Colocando a liderança existencial em prática
A liderança existencial não é um modelo teórico distante da realidade. Pelo contrário, ela se revela em atitudes simples, porém profundas, que criam conexões mais genuínas e ambientes mais saudáveis. Veja algumas formas de aplicá-la no cotidiano:
Pratique a escuta ativa e empática
Dê espaço para que as pessoas expressem seus sentimentos, dúvidas e angústias. Afinal, ouvir de verdade é o primeiro passo para reconhecer a humanidade no outro.
Incentive conversas sobre propósito
Ajude sua equipe a conectar seu trabalho a algo maior. Pergunte o que faz sentido para cada um e como podem alinhar isso às metas do time.
Seja transparente sobre incertezas
Reconheça que nem sempre você terá todas as respostas. Mostrar vulnerabilidade com responsabilidade fortalece a confiança do grupo.
Crie espaços de pertencimento
Valorize as diferenças, estimule o diálogo e combata a exclusão. Afinal, um ambiente seguro promove conexão e autenticidade.
Reflita sobre seus próprios valores
O autoconhecimento é essencial para liderar com autenticidade.

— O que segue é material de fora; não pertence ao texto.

#[cfg(test)]
mod tests {
    use super::*;
    use image::Rgba;

    fn encoded(img: &RgbaImage, format: ImageFormat) -> Vec<u8> {
        encode(img, format).unwrap()
    }

    #[test]
    fn engine_is_send_and_sync() {
        fn assert_send_sync<T: Send + Sync>() {}
        assert_send_sync::<WatermarkEngine>();
    }

    #[test]
    fn new_rejects_invalid_options() {
        let opts = StampOptions {
            opacity: 2.0,
            ..StampOptions::default()
        };
        assert!(matches!(
            WatermarkEngine::new(opts),
            Err(Error::InvalidOptions(_))
        ));
    }

    #[test]
    fn lossy_input_is_marked_as_png() {
        let img = RgbaImage::from_pixel(40, 40, Rgba([200, 100, 50, 255]));
        let jpeg = encoded(&img, ImageFormat::Jpeg);
        let engine = WatermarkEngine::default();

        let marked = engine.embed_invisible(&jpeg, "id-42").unwrap();
        assert_eq!(image::guess_format(&marked).unwrap(), ImageFormat::Png);
        assert_eq!(
            engine.decode_invisible(&marked).unwrap().as_deref(),
            Some("id-42")
        );
    }

    #[test]
    fn stamp_keeps_jpeg_format() {
        let img = RgbaImage::from_pixel(120, 80, Rgba([90, 90, 90, 255]));
        let jpeg = encoded(&img, ImageFormat::Jpeg);
        let stamped = WatermarkEngine::default()
            .apply_visible(&jpeg, "AI")
            .unwrap();
        assert_eq!(image::guess_format(&stamped).unwrap(), ImageFormat::Jpeg);
    }

    #[test]
    fn bmp_round_trips_invisible_mark() {
        let img = RgbaImage::from_pixel(30, 30, Rgba([10, 20, 30, 255]));
        let engine = WatermarkEngine::default();
        let marked = engine
            .embed_invisible(&encoded(&img, ImageFormat::Bmp), "bmp")
            .unwrap();
        assert_eq!(image::guess_format(&marked).unwrap(), ImageFormat::Bmp);
        assert_eq!(
            engine.decode_invisible(&marked).unwrap().as_deref(),
            Some("bmp")
        );
    }

    #[test]
    fn protect_payload_survives_overlapping_stamp() {
        // 40 bytes fill rows 0..10 of a 12x12 image; the stamp lands on row 2.
        let img = RgbaImage::from_pixel(12, 12, Rgba([128, 128, 128, 255]));
        let mark = "x".repeat(40);
        let opts = ProtectOptions {
            mark: Some(mark.clone()),
            stamp: Some("WWWWWWWW".to_string()),
        };
        let engine = WatermarkEngine::default();
        let protected = engine.protect(&encoded(&img, ImageFormat::Png), &opts);
        assert!(protected.watermarked);
        assert!(protected.error.is_none());
        assert_eq!(
            engine.decode_invisible(&protected.bytes).unwrap(),
            Some(mark)
        );
    }

    #[test]
    fn matching_extension_follows_bytes() {
        let png = encoded(&RgbaImage::new(2, 2), ImageFormat::Png);
        assert_eq!(
            matching_extension(Path::new("/tmp/a.jpg"), &png),
            PathBuf::from("/tmp/a.png")
        );
        assert_eq!(
            matching_extension(Path::new("/tmp/a.png"), &png),
            PathBuf::from("/tmp/a.png")
        );
    }

    #[test]
    fn lossless_format_replaces_lossy_formats() {
        assert_eq!(lossless_format(ImageFormat::Jpeg), ImageFormat::Png);
        assert_eq!(lossless_format(ImageFormat::Gif), ImageFormat::Png);
        assert_eq!(lossless_format(ImageFormat::Bmp), ImageFormat::Bmp);
        assert_eq!(output_format(ImageFormat::Jpeg), ImageFormat::Jpeg);
    }

    #[test]
    fn default_output_path_appends_marked_suffix() {
        let p = default_output_path(Path::new("/tmp/photo.jpg"));
        assert_eq!(p, PathBuf::from("/tmp/photo_marked.jpg"));

        let p = default_output_path(Path::new("image.png"));
        assert_eq!(p.file_name().unwrap().to_str().unwrap(), "image_marked.png");
    }

    #[test]
    fn is_supported_image_accepts_common_formats() {
        assert!(is_supported_image(Path::new("photo.jpg")));
        assert!(is_supported_image(Path::new("photo.JPEG")));
        assert!(is_supported_image(Path::new("photo.png")));
        assert!(is_supported_image(Path::new("photo.webp")));
        assert!(is_supported_image(Path::new("photo.bmp")));
        assert!(!is_supported_image(Path::new("photo.gif")));
        assert!(!is_supported_image(Path::new("photo")));
    }
}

Assim, pergunte-se com frequência: “Estou sendo coerente com o que acredito?”
Celebre o tempo presente
Em meio à correria, reconhecer conquistas do agora — por menores que sejam — reforça o sentido de presença e realização.
Conclusão: liderar é existir com os outros
A liderança existencial propõe uma mudança de paradigma: de líderes que controlam para líderes que escutam; de ambientes mecanicistas para culturas que acolhem a vulnerabilidade; de metas por obrigação para propósitos compartilhados com sentido.
Ao integrar os temas centrais da existência humana na prática de liderança, criamos espaços onde é possível trabalhar com mais verdade, mais conexão e mais humanidade. E, num mundo em constante transformação, talvez essa seja a única forma sustentável de liderar.